# ASSIGNMENT
Count how many lines below include the string "UiRuntime". Only that number should appear in the reply.

# STUDY MATERIAL
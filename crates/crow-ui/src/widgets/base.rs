use crow_iml::{Capability, MemberDescriptor, TypeCatalog, TypeDescriptor, Value, ValueKind};

use crate::runtime::UiRuntime;
use crate::widgets::flip;

pub(crate) fn descriptors() -> Vec<TypeDescriptor> {
    let alignment = ValueKind::enumeration(["Stretch", "Start", "Center", "End"]);
    vec![
        TypeDescriptor::new("Widget", Capability::Leaf)
            .doc("Base of every widget.")
            .property("Name", ValueKind::Str, "Identifier used by `/Name.Member` bindings.")
            .property_default("IsVisible", ValueKind::Bool, Value::Bool(true), "Whether the widget is shown.")
            .property_default("IsEnabled", ValueKind::Bool, Value::Bool(true), "Whether the widget reacts to input.")
            .property("Width", ValueKind::Float, "Requested width in logical pixels; 0 means auto.")
            .property("Height", ValueKind::Float, "Requested height in logical pixels; 0 means auto.")
            .property("Margin", ValueKind::Float, "Uniform outer spacing.")
            .property("Background", ValueKind::Color, "Fill color.")
            .property("Foreground", ValueKind::Color, "Text and glyph color.")
            .property("HorizontalAlignment", alignment.clone(), "Placement inside the parent's slot.")
            .property("VerticalAlignment", alignment, "Placement inside the parent's slot.")
            .property("Tooltip", ValueKind::Str, "Hover text.")
            .property("Tag", ValueKind::Any, "Free-form value for application use.")
            .property("DataSource", ValueKind::Object, "Object bound to the widget by the application."),
    ]
}

pub(crate) fn extensions(catalog: &mut TypeCatalog) {
    catalog.register_extension(
        "Widget",
        MemberDescriptor::method("ToggleVisibility", "Flips `IsVisible`."),
    );
}

pub(crate) fn install(rt: &UiRuntime) {
    rt.register_method("Widget", "ToggleVisibility", |rt, target, _| flip(rt, target, "IsVisible"));
}
//! Heuristic source analysis for completion and hover.
//!
//! The compiler is not used here: documents are incomplete at the cursor.
//! Instead the text before the cursor is scanned for the innermost open tag.

use tower_lsp::lsp_types::Position;

/// What the cursor is positioned inside, used to drive completions.
#[derive(Debug, Clone, PartialEq, Eq)]
pub enum Context {
    /// Right after `<`: an element name is expected.
    Element,
    /// Inside a start tag, between attributes.
    Attribute { element: String },
    /// Inside the quotes of `attr="..."`.
    Value { element: String, attribute: String },
    /// Text content, comments, end tags.
    Unknown,
}

/// The identifier containing or immediately preceding the cursor.
pub fn word_at<'t>(text: &'t str, pos: &Position) -> Option<&'t str> {
    let line = text.lines().nth(pos.line as usize)?;
    let col = byte_col(line, pos.character);
    let is_word = |c: char| c.is_alphanumeric() || c == '_';

    let start = line[..col].rfind(|c: char| !is_word(c)).map(|i| i + 1).unwrap_or(0);
    let end = col + line[col..].find(|c: char| !is_word(c)).unwrap_or(line.len() - col);

    (start < end).then(|| &line[start..end])
}

/// Source text from the beginning of the file up to `pos`.
pub fn text_before(text: &str, pos: &Position) -> String {
    let mut out = String::new();
    for (i, line) in text.lines().enumerate() {
        if i < pos.line as usize {
            out.push_str(line);
            out.push('\n');
        } else {
            out.push_str(&line[..byte_col(line, pos.character)]);
            break;
        }
    }
    out
}

/// Start tag the text ends inside, if any: everything after its `<`.
fn open_tag(before: &str) -> Option<&str> {
    if let Some(comment) = before.rfind("<!--") {
        if !before[comment..].contains("-->") {
            return None;
        }
    }
    let lt = before.rfind('<')?;
    if before[lt..].contains('>') {
        return None;
    }
    let tag = &before[lt + 1..];
    (!tag.starts_with(['/', '!', '?'])).then_some(tag)
}

/// Element whose start tag contains the cursor.
pub fn enclosing_element(before: &str) -> Option<String> {
    let name = open_tag(before)?.split_whitespace().next()?;
    Some(name.to_string())
}

pub fn completion_context(text: &str, pos: &Position) -> Context {
    let before = text_before(text, pos);
    let Some(tag) = open_tag(&before) else {
        return Context::Unknown;
    };
    let Some((element, attributes)) = tag.split_once(char::is_whitespace) else {
        return Context::Element;
    };
    let element = element.to_string();

    if attributes.matches('"').count() % 2 == 1 {
        let Some(quote) = attributes.rfind('"') else { return Context::Unknown };
        let attribute = attributes[..quote]
            .trim_end()
            .trim_end_matches('=')
            .trim_end()
            .rsplit(char::is_whitespace)
            .next()
            .unwrap_or_default()
            .to_string();
        return Context::Value { element, attribute };
    }
    Context::Attribute { element }
}

fn byte_col(line: &str, character: u32) -> usize {
    line.char_indices().nth(character as usize).map(|(i, _)| i).unwrap_or(line.len())
}

#[cfg(test)]
mod tests {
    use super::*;

    fn at(text: &str) -> (String, Position) {
        let cursor = text.find('|').unwrap();
        let before = &text[..cursor];
        let line = before.matches('\n').count() as u32;
        let col = before.rsplit('\n').next().unwrap().chars().count() as u32;
        (text.replacen('|', "", 1), Position::new(line, col))
    }

    fn ctx(text: &str) -> Context {
        let (text, pos) = at(text);
        completion_context(&text, &pos)
    }

    #[test]
    fn element_after_angle_bracket() {
        assert_eq!(ctx("<Column>\n  <La|"), Context::Element);
        assert_eq!(ctx("<|"), Context::Element);
    }

    #[test]
    fn attribute_inside_start_tag() {
        assert_eq!(ctx(r#"<Label Text="a" |"#), Context::Attribute { element: "Label".into() });
    }

    #[test]
    fn value_inside_quotes() {
        assert_eq!(
            ctx(r#"<Slider Name="S" HorizontalAlignment="Ce|"#),
            Context::Value { element: "Slider".into(), attribute: "HorizontalAlignment".into() }
        );
    }

    #[test]
    fn outside_tags() {
        assert_eq!(ctx("<Label>hel|"), Context::Unknown);
        assert_eq!(ctx("<Column></Col|"), Context::Unknown);
        assert_eq!(ctx("<!-- <La|"), Context::Unknown);
    }

    #[test]
    fn words() {
        let (text, pos) = at("<Column>\n  <La|bel/>");
        assert_eq!(word_at(&text, &pos), Some("Label"));
        assert_eq!(enclosing_element(&text_before(&text, &pos)), Some("La".into()));
    }
}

# RESULT OF THE EXERCISE
2